Nor am I necessarily referring to Linux, although that is closer to the mark (and should give a hint as to where the title of this piece is coming from!).
Open source is certainly a part of it. A very big part.

But there's something else. Step back, and see:
  • Open source (obviously) : groups of people coming together spontaneously to produce code to share
  • Internet: the underlying architecture of which was designed to survive nuclear warfare by avoiding central, easily targeted, switches
  • Blogging: online diaries accessible to all, and visible to all (if that is desired)
  • Wikis: webpages to which anyone can contribute and correct
  • Wikipedia: an online encyclopedia to which anyone can contribute: and correct
  • Companies (a few): abandoning the old 'management knows best' philosophies, in favour of a workplace democracy, where all staff get to participate in defining the work (check out Ricardo Semler)
  • Surveillance: check out David Brin's thesis in 'The Transparent Society' that the best answer to the old question: 'who watches the watchers?' is: the watchers themselves.
  • Disaster Response: New York: Sep 11. Official Emergency services were overwhelmed by the magnitude of the attacks. However, volunteers appeared out of nowhere to assist. A similar thing happened in Bali a year later.
Two common themes are emerging here:
  • 'decentralisation': It's a very human reaction when faced with a crisis to tighten controls and yet it's the worst thing for a manager to do. Why? Because it prevents other people from contributing: and actually helping out!
  • 'self organisation': given sufficient information, and effective means of communication, people don't usually need to be told what to do and where to do it. They will usually manage to organise themselves into effective teams. Yes, there will be leaders, but they will change with circumstances, and different skills are needed to be applied.
Decentralisation? Self-Organisation? Ugh! Both these terms are rather clumsy so, for the moment, let's lump them under the one label:
'Openness'
It isn't really that new but, in the past, it's foundered on the tyrrany of distance that diminishes and distorts the free interplay of ideas that nurture it. Not to mention the vested interests that thrive in closed, tightly controlled environments. Control is a habit they are very loath to give up.

Of course, like any new idea in its early stages, it's very easy to get enthusiastic, abandon all caution, and extrapolate wildly (and Openness is, by its very uncontrolled nature, particularly susceptible to this). How widely applicable is Openness? Could a company really be run by its philosophy (Semco seems to have managed for 20+ years) ? Could a government?

Could a world?

But there! I'm allowing my old insular habits to assert themselves. For now, let us sip this heady brew; see where the winds of change take us.

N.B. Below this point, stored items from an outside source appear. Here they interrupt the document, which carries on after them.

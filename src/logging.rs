//! Console logging for the converter binary.

use tracing_subscriber::{EnvFilter, fmt, prelude::*};

const DEFAULT_FILTER: &str = "info";

#[derive(Debug, thiserror::Error)]
pub enum LoggingError {
    #[error("Failed to install global tracing subscriber: {0}")]
    SetGlobal(#[from] tracing_subscriber::util::TryInitError),
}

/// Install a stdout subscriber filtered by `RUST_LOG`, defaulting to `info`.
pub fn init() -> Result<(), LoggingError> {
    let env_filter =
        EnvFilter::try_from_default_env().unwrap_or_else(|_| EnvFilter::new(DEFAULT_FILTER));
    tracing_subscriber::registry()
        .with(env_filter)
        .with(fmt::layer().with_target(false).with_writer(std::io::stdout))
        .try_init()?;
    Ok(())
}
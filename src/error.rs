use std::path::PathBuf;
use thiserror::Error;

/// Everything that can go wrong for a single job. None of these abort a batch.
#[derive(Debug, Error)]
pub enum ConvertError {
    #[error("source not found at {path}")]
    SourceMissing { path: PathBuf },
    #[error("Failed to create destination directory {path}: {source}")]
    CreateDir {
        path: PathBuf,
        source: std::io::Error,
    },
    #[error("Failed to decode {path}: {source}")]
    Decode {
        path: PathBuf,
        source: image::ImageError,
    },
    #[error("Failed to encode {path} as WebP: {message}")]
    Encode { path: PathBuf, message: String },
    #[error("Failed to write {path}: {source}")]
    Write {
        path: PathBuf,
        source: std::io::Error,
    },
    #[error("Failed to remove legacy file {path}: {source}")]
    RemoveLegacy {
        path: PathBuf,
        source: std::io::Error,
    },
}
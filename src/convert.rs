use image::imageops::FilterType;
use image::{DynamicImage, ImageReader};
use std::path::Path;

use crate::domain::{TARGET_SIZE, WEBP_METHOD, WEBP_QUALITY};
use crate::error::ConvertError;

/// Decode the image at `path`. The format is sniffed from the file contents,
/// falling back to the extension.
pub fn load(path: &Path) -> Result<DynamicImage, ConvertError> {
    let decode_err = |source| ConvertError::Decode {
        path: path.to_path_buf(),
        source,
    };
    let reader = ImageReader::open(path)
        .and_then(|r| r.with_guessed_format())
        .map_err(|e| decode_err(image::ImageError::IoError(e)))?;
    reader.decode().map_err(decode_err)
}

/// Scale to exactly `TARGET_SIZE` square. Aspect ratio is not preserved.
pub fn resize(img: &DynamicImage) -> DynamicImage {
    img.resize_exact(TARGET_SIZE, TARGET_SIZE, FilterType::Lanczos3)
}

/// Encode as lossy WebP in memory. `path` is only used for error context.
pub fn encode_webp(img: &DynamicImage, path: &Path) -> Result<Vec<u8>, ConvertError> {
    let encode_err = |message: String| ConvertError::Encode {
        path: path.to_path_buf(),
        message,
    };

    let rgba = img.to_rgba8();
    let encoder = webp::Encoder::from_rgba(rgba.as_raw(), rgba.width(), rgba.height());

    let mut config =
        webp::WebPConfig::new().map_err(|_| encode_err("invalid libwebp config".into()))?;
    config.lossless = 0;
    config.quality = WEBP_QUALITY;
    config.method = WEBP_METHOD;

    let memory = encoder
        .encode_advanced(&config)
        .map_err(|e| encode_err(format!("{e:?}")))?;
    Ok(memory.to_vec())
}
use std::path::PathBuf;

use crate::convert::{encode_webp, load, resize};
use crate::fs::{prepare_dest_dir, remove_legacy, write_output};

pub mod batches;
pub mod convert;
pub mod domain;
pub mod error;
pub mod fs;
pub mod logging;

pub use domain::{ConversionJob, Outcome, Summary};
pub use error::ConvertError;

/// Process `jobs` one at a time, in order. Nothing happens until the returned
/// iterator is polled; each item is the outcome of the corresponding job.
pub fn run(jobs: &[ConversionJob]) -> impl Iterator<Item = Outcome> + '_ {
    jobs.iter().map(process_job)
}

/// Convert a single job. Every failure is folded into the returned outcome.
pub fn process_job(job: &ConversionJob) -> Outcome {
    if !job.source_path.exists() {
        return Outcome::Skipped {
            name: job.name.clone(),
            reason: ConvertError::SourceMissing {
                path: job.source_path.clone(),
            }
            .to_string(),
        };
    }

    match convert_job(job) {
        Ok(output_path) => Outcome::Processed {
            name: job.name.clone(),
            output_path,
        },
        Err(error) => Outcome::Failed {
            name: job.name.clone(),
            error,
        },
    }
}

fn convert_job(job: &ConversionJob) -> Result<PathBuf, ConvertError> {
    prepare_dest_dir(&job.dest_dir)?;

    let resized = resize(&load(&job.source_path)?);
    let output_path = job.output_path();
    let bytes = encode_webp(&resized, &output_path)?;
    write_output(&output_path, &bytes)?;

    if job.cleanup_legacy {
        // The WebP is already on disk, so a stale PNG is not worth failing over.
        if let Err(e) = remove_legacy(job) {
            tracing::warn!("{} converted but legacy cleanup failed: {e}", job.name);
        }
    }
    Ok(output_path)
}

/// Drain `run`, logging one line per job and a closing tally.
pub fn run_logged(jobs: &[ConversionJob]) -> Summary {
    let mut summary = Summary::default();
    for outcome in run(jobs) {
        match &outcome {
            Outcome::Processed { name, output_path } => {
                tracing::info!("Processed {name} -> {}", output_path.display());
            }
            Outcome::Skipped { name, reason } => {
                tracing::warn!("Skipping {name}, {reason}");
            }
            Outcome::Failed { name, error } => {
                tracing::error!("Error processing {name}: {error}");
            }
        }
        summary.record(&outcome);
    }
    tracing::info!(
        "Batch finished: {} processed, {} skipped, {} failed",
        summary.processed,
        summary.skipped,
        summary.failed
    );
    summary
}
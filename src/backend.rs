//! Backend selection
//!
//! NdArray (CPU) by default; the `cuda` feature switches to the CUDA backend.

use burn::backend::Autodiff;
use burn::tensor::backend::Backend;

#[cfg(feature = "cuda")]
pub type DefaultBackend = burn_cuda::Cuda;

#[cfg(all(not(feature = "cuda"), feature = "ndarray"))]
pub type DefaultBackend = burn_ndarray::NdArray;

#[cfg(all(not(feature = "cuda"), not(feature = "ndarray")))]
compile_error!("At least one backend (cuda or ndarray) must be enabled!");

/// The default autodiff backend for training
pub type TrainingBackend = Autodiff<DefaultBackend>;

/// Get the default device
pub fn default_device() -> <DefaultBackend as Backend>::Device {
    <DefaultBackend as Backend>::Device::default()
}

/// Get a human-readable name for the current backend
pub fn backend_name() -> &'static str {
    #[cfg(feature = "cuda")]
    {
        "CUDA (GPU)"
    }

    #[cfg(all(not(feature = "cuda"), feature = "ndarray"))]
    {
        "NdArray (CPU)"
    }
}
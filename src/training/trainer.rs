//! Training loop for the hand-sign CNN
//!
//! A hand-written Burn loop: forward pass, categorical cross-entropy on the
//! one-hot labels, backward pass and an Adam step per batch. Each epoch draws
//! `steps_per_epoch` batches from the cycling training producer and then runs
//! one full pass over the validation producer on the inner (non-autodiff)
//! backend.

use std::path::{Path, PathBuf};

use burn::{
    config::Config,
    module::{AutodiffModule, Module},
    optim::{AdamConfig, GradientsParams, Optimizer},
    record::CompactRecorder,
    tensor::{
        activation::log_softmax,
        backend::{AutodiffBackend, Backend},
        ElementConversion, Int, Tensor,
    },
};
use tracing::{debug, info};

use crate::config::TrainingConfig;
use crate::dataset::{BatchProducer, HandSignBatch};
use crate::inference::predictor::predict_probabilities;
use crate::model::{HandSignCnn, HandSignCnnConfig};
use crate::training::history::TrainingHistory;
use crate::utils::error::{HandSignError, Result};
use crate::utils::TrainingLogger;

/// File stem of the saved weights; the recorder appends `.mpk`
pub const MODEL_FILE_STEM: &str = "model";
pub const MODEL_CONFIG_FILE: &str = "model_config.json";

/// Loss and accuracy over one pass of a split
#[derive(Debug, Clone, Copy, PartialEq)]
pub struct Evaluation {
    pub loss: f64,
    pub accuracy: f64,
    pub samples: usize,
}

/// Running, sample-weighted loss and accuracy
#[derive(Debug, Default)]
struct RunningMetrics {
    loss_sum: f64,
    correct: usize,
    total: usize,
}

impl RunningMetrics {
    fn add(&mut self, batch_loss: f64, correct: usize, batch_size: usize) {
        self.loss_sum += batch_loss * batch_size as f64;
        self.correct += correct;
        self.total += batch_size;
    }

    fn finish(&self) -> Evaluation {
        let n = self.total.max(1) as f64;
        Evaluation {
            loss: self.loss_sum / n,
            accuracy: self.correct as f64 / n,
            samples: self.total,
        }
    }
}

/// Trainer owning the model, its optimizer and the epoch history
pub struct Trainer<B: AutodiffBackend, O: Optimizer<HandSignCnn<B>, B>> {
    model: HandSignCnn<B>,
    model_config: HandSignCnnConfig,
    optimizer: O,
    config: TrainingConfig,
    history: TrainingHistory,
    device: B::Device,
}

/// Trainer with the Adam optimizer at its default moments
pub fn adam_trainer<B: AutodiffBackend>(
    model_config: HandSignCnnConfig,
    config: TrainingConfig,
    device: B::Device,
) -> Result<Trainer<B, impl Optimizer<HandSignCnn<B>, B>>> {
    let model = HandSignCnn::new(&model_config, &device)?;
    let optimizer = AdamConfig::new().init::<B, HandSignCnn<B>>();
    Trainer::new(model, model_config, optimizer, config, device)
}

impl<B: AutodiffBackend, O: Optimizer<HandSignCnn<B>, B>> Trainer<B, O> {
    pub fn new(
        model: HandSignCnn<B>,
        model_config: HandSignCnnConfig,
        optimizer: O,
        config: TrainingConfig,
        device: B::Device,
    ) -> Result<Self> {
        config.validate()?;
        model.ensure_num_classes(model_config.num_classes)?;

        Ok(Self {
            model,
            model_config,
            optimizer,
            config,
            history: TrainingHistory::default(),
            device,
        })
    }

    pub fn model(&self) -> &HandSignCnn<B> {
        &self.model
    }

    pub fn model_config(&self) -> &HandSignCnnConfig {
        &self.model_config
    }

    pub fn history(&self) -> &TrainingHistory {
        &self.history
    }

    pub fn device(&self) -> &B::Device {
        &self.device
    }

    /// Train for `config.epochs` epochs, validating after each one.
    ///
    /// Both producers must expose the model's class set. The history gains
    /// exactly one entry per epoch.
    pub fn fit(
        &mut self,
        train: &mut BatchProducer,
        validation: &mut BatchProducer,
    ) -> Result<&TrainingHistory> {
        self.model.ensure_num_classes(train.num_classes())?;
        if train.class_names() != validation.class_names() {
            return Err(HandSignError::ClassSetMismatch {
                train: train.class_names().to_vec(),
                validation: validation.class_names().to_vec(),
            });
        }
        if train.is_empty() {
            return Err(HandSignError::EmptyDataset(
                "training split has no samples".into(),
            ));
        }
        if validation.is_empty() {
            return Err(HandSignError::EmptyDataset(
                "validation split has no samples".into(),
            ));
        }

        info!(
            "Training for {} epochs: {} steps/epoch, {} validation steps, lr {}",
            self.config.epochs,
            train.steps_per_epoch(),
            validation.steps_per_epoch(),
            self.config.learning_rate
        );

        let mut logger = TrainingLogger::new(self.config.epochs);
        for epoch in 0..self.config.epochs {
            logger.start_epoch(epoch);

            let train_metrics = self.train_epoch(train)?;
            let val_metrics = self.evaluate(validation)?;

            let metrics = self.history.record(
                train_metrics.loss,
                train_metrics.accuracy,
                val_metrics.loss,
                val_metrics.accuracy,
            );
            logger.end_epoch(&metrics);
        }

        if let Some(last) = self.history.last() {
            logger.log_complete(last.val_accuracy);
        }

        Ok(&self.history)
    }

    /// One epoch of `steps_per_epoch` optimizer steps
    pub fn train_epoch(&mut self, producer: &mut BatchProducer) -> Result<Evaluation> {
        let steps = producer.steps_per_epoch();
        if steps == 0 {
            return Err(HandSignError::EmptyDataset(
                "training split has no samples".into(),
            ));
        }

        let lr = self.config.learning_rate;
        let mut running = RunningMetrics::default();

        for step in 0..steps {
            let batch: HandSignBatch<B> = producer.next_batch(&self.device)?;
            let batch_size = batch.len();

            let output = self.model.forward(batch.images);
            let loss = categorical_cross_entropy(output.clone(), batch.labels);

            let loss_value: f64 = loss.clone().into_scalar().elem();
            let correct = count_correct(output, batch.targets);
            running.add(loss_value, correct, batch_size);

            let grads = loss.backward();
            let grads = GradientsParams::from_grads(grads, &self.model);
            self.model = self.optimizer.step(lr, self.model.clone(), grads);

            if (step + 1) % 20 == 0 || step + 1 == steps {
                debug!(
                    "  Batch {}/{}: loss = {:.4}, acc = {:.2}%",
                    step + 1,
                    steps,
                    loss_value,
                    100.0 * running.correct as f64 / running.total.max(1) as f64
                );
            }
        }

        Ok(running.finish())
    }

    /// One full pass over `producer`, starting from its first sample
    pub fn evaluate(&self, producer: &mut BatchProducer) -> Result<Evaluation> {
        if producer.is_empty() {
            return Err(HandSignError::EmptyDataset(
                "cannot evaluate on an empty split".into(),
            ));
        }
        self.model.ensure_num_classes(producer.num_classes())?;

        let model_valid = self.model.valid();
        let mut running = RunningMetrics::default();

        producer.reset();
        for _ in 0..producer.steps_per_epoch() {
            let batch: HandSignBatch<B::InnerBackend> = producer.next_batch(&self.device)?;
            let batch_size = batch.len();

            let output = model_valid.forward(batch.images);
            let loss: f64 = categorical_cross_entropy(output.clone(), batch.labels)
                .into_scalar()
                .elem();
            running.add(loss, count_correct(output, batch.targets), batch_size);
        }

        Ok(running.finish())
    }

    /// Softmax probabilities for a preprocessed `[N, 3, H, W]` batch
    pub fn predict(&self, images: Tensor<B::InnerBackend, 4>) -> Result<Vec<Vec<f32>>> {
        predict_probabilities(&self.model.valid(), &self.model_config, images)
    }

    /// Write the weights and their architecture next to each other in `dir`.
    ///
    /// Returns the path of the weight file.
    pub fn save(&self, dir: &Path) -> Result<PathBuf> {
        std::fs::create_dir_all(dir)?;

        let stem = dir.join(MODEL_FILE_STEM);
        self.model
            .clone()
            .save_file(stem.clone(), &CompactRecorder::new())
            .map_err(|e| HandSignError::Model(format!("failed to save model: {e:?}")))?;

        let config_path = dir.join(MODEL_CONFIG_FILE);
        self.model_config
            .save(&config_path)
            .map_err(|e| HandSignError::Model(format!("failed to save model config: {e}")))?;

        let weights = stem.with_extension("mpk");
        info!("Model saved to {:?}", weights);
        Ok(weights)
    }
}

/// Mean of `-sum(labels * log_softmax(logits))` over the batch
pub fn categorical_cross_entropy<B: Backend>(
    logits: Tensor<B, 2>,
    one_hot: Tensor<B, 2>,
) -> Tensor<B, 1> {
    (log_softmax(logits, 1) * one_hot)
        .sum_dim(1)
        .mean()
        .neg()
}

/// Rows whose argmax equals the target index
pub fn count_correct<B: Backend>(logits: Tensor<B, 2>, targets: Tensor<B, 1, Int>) -> usize {
    let [batch_size, _] = logits.dims();
    let predictions = logits.argmax(1).reshape([batch_size]);
    let correct: i64 = predictions.equal(targets).int().sum().into_scalar().elem();
    correct as usize
}
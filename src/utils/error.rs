//! Error Handling Module
//!
//! Defines the error type shared by the dataset, model, training and
//! inference stages. Uses thiserror for ergonomic error definitions.

use std::path::PathBuf;

use thiserror::Error;

/// Main error type for hand-sign pipeline operations
#[derive(Error, Debug)]
pub enum HandSignError {
    /// Error loading or decoding an image
    #[error("Failed to load image at '{0}': {1}")]
    ImageLoad(PathBuf, String),

    /// Remote archive could not be fetched
    #[error("Download failed for '{url}': {reason}")]
    Download { url: String, reason: String },

    /// Archive could not be unpacked
    #[error("Failed to extract '{0}': {1}")]
    Extraction(PathBuf, String),

    /// Archive extension is not one we know how to unpack
    #[error("Unsupported archive format: {0}")]
    UnsupportedArchive(PathBuf),

    /// None of the candidate split directories exist
    #[error("No split directory found under '{root}' (tried: {})", .tried.join(", "))]
    SplitNotFound { root: PathBuf, tried: Vec<String> },

    /// Generic dataset structure problem
    #[error("Dataset error: {0}")]
    Dataset(String),

    /// A producer with no samples was asked for batches or evaluated
    #[error("Empty dataset: {0}")]
    EmptyDataset(String),

    /// Label table disagrees with the discovered class folders
    #[error("Label table mismatch at index {index}: expected '{expected}', found folder '{found}'")]
    LabelMismatch {
        index: usize,
        expected: String,
        found: String,
    },

    /// Training and validation splits expose different classes
    #[error("Class sets differ between splits: train={train:?}, validation={validation:?}")]
    ClassSetMismatch {
        train: Vec<String>,
        validation: Vec<String>,
    },

    /// Model output width does not match the dataset
    #[error("Model outputs {model} classes but the dataset has {dataset}")]
    ClassCountMismatch { model: usize, dataset: usize },

    /// Error with model operations (record save/load, tensor conversion)
    #[error("Model error: {0}")]
    Model(String),

    /// Configuration error
    #[error("Configuration error: {0}")]
    Config(String),

    /// IO error
    #[error("IO error: {0}")]
    Io(#[from] std::io::Error),

    /// Serialization/deserialization error
    #[error("Serialization error: {0}")]
    Serialization(String),

    /// Invalid input
    #[error("Invalid input: {0}")]
    InvalidInput(String),

    /// Path not found
    #[error("Path not found: {0}")]
    PathNotFound(PathBuf),
}

impl From<serde_json::Error> for HandSignError {
    fn from(err: serde_json::Error) -> Self {
        HandSignError::Serialization(err.to_string())
    }
}

impl From<toml::de::Error> for HandSignError {
    fn from(err: toml::de::Error) -> Self {
        HandSignError::Config(err.to_string())
    }
}

impl From<toml::ser::Error> for HandSignError {
    fn from(err: toml::ser::Error) -> Self {
        HandSignError::Serialization(err.to_string())
    }
}

/// Convenience Result type for hand-sign pipeline operations
pub type Result<T> = std::result::Result<T, HandSignError>;

/// Extension trait for adding context to errors
pub trait ResultExt<T> {
    /// Add context to an error
    fn context(self, msg: &str) -> Result<T>;

    /// Add context with a closure (lazy evaluation)
    fn with_context<F: FnOnce() -> String>(self, f: F) -> Result<T>;
}

impl<T, E: std::error::Error> ResultExt<T> for std::result::Result<T, E> {
    fn context(self, msg: &str) -> Result<T> {
        self.map_err(|e| HandSignError::InvalidInput(format!("{}: {}", msg, e)))
    }

    fn with_context<F: FnOnce() -> String>(self, f: F) -> Result<T> {
        self.map_err(|e| HandSignError::InvalidInput(format!("{}: {}", f(), e)))
    }
}

impl<T> ResultExt<T> for Option<T> {
    fn context(self, msg: &str) -> Result<T> {
        self.ok_or_else(|| HandSignError::InvalidInput(msg.to_string()))
    }

    fn with_context<F: FnOnce() -> String>(self, f: F) -> Result<T> {
        self.ok_or_else(|| HandSignError::InvalidInput(f()))
    }
}

#[cfg(test)]
mod tests {
    use super::*;

    #[test]
    fn test_error_display() {
        let err = HandSignError::Dataset("no classes".to_string());
        assert_eq!(format!("{}", err), "Dataset error: no classes");
    }

    #[test]
    fn test_split_not_found_lists_candidates() {
        let err = HandSignError::SplitNotFound {
            root: PathBuf::from("data/hand_sign_datasets"),
            tried: vec!["Val".to_string(), "Test".to_string()],
        };
        let msg = format!("{}", err);
        assert!(msg.contains("Val, Test"));
        assert!(msg.contains("hand_sign_datasets"));
    }

    #[test]
    fn test_label_mismatch_display() {
        let err = HandSignError::LabelMismatch {
            index: 9,
            expected: "K".to_string(),
            found: "J".to_string(),
        };
        assert!(format!("{}", err).contains("index 9"));
    }

    #[test]
    fn test_result_context() {
        let result: std::result::Result<i32, std::io::Error> =
            Err(std::io::Error::new(std::io::ErrorKind::NotFound, "file not found"));

        let with_context = result.context("Failed to read file");
        assert!(matches!(with_context, Err(HandSignError::InvalidInput(_))));
    }

    #[test]
    fn test_option_context() {
        let opt: Option<i32> = None;
        let with_context = opt.with_context(|| "Value was None".to_string());
        assert!(with_context.is_err());
    }
}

And, I'll let you be the judge.

Tuesday, September 14, 2004

Monocultures

Consider this:
A field of wheat. Six billion identical heads, rippling in uniform waves in a gentle breeze. Provided with all that is considered necessary for their wellbeing. All primed for maximum productivity.
Total population: six billion
Now consider this:
A field of wheat. The nodding heads are a little fewer, and, perhaps, smaller.
Some signs of nibbling here and there as fieldmice partake of the bounty, taking the leftovers back to their young in nests suspended between the nodding stems
Weeds grow among the stems. Cornflowers provide startling blue highlights among the muted gold.
There are bees.
Total population: six billion (not all wheat)

Which would you rather?

I'm bored!

It's one of the reasons why I started this blog.

In between testing, having nothing to do at work for a week can be a liberating experience. After months with nose to the grindstone, one can relax (one should take time out anyway, of course), look around, see what other people are doing.

After two weeks, one may begin to chafe: should one find something to do? Is it worth starting something before one gets dragged back into the production ratrace?

After a month of relative inactivity, anxiety sets in. After all, you're getting paid for sitting on your expanding rump (comfort food cravings) surfing the net and generally doing nothing! Surely, somebody, somewhere, is going to notice? All you can do to counter that is to let management know you're not very busy and listen as, with typical 'finger on the pulse' insight, they act surprised, mutter something about seeing what needs to be done, and then forget about you. Hazards/advantages of working in a large-ish organisation.

Does anyone else need a hand? I ask. The trouble with this place is that everyone is so budget conscious that they won't even take on an extra body for nothing! (sheesh!)

Three months. OK this is getting serious. Shall I start looking around elsewhere? Not a bad idea, although, Micawber-like, we are in imminient expectation that something will turn up. Meantime, one can do some serious self-improvement. Not those rubbishy courses on personal interactions that are whacked together to fulfil the training requirements, we'll get some serious programming skills under our belt. I start investigating Agile methodologies and, as luck would have it, some in-house Python enthusiasts get me interested in that as well. This leads to a brief, but useful couple of months work on another project.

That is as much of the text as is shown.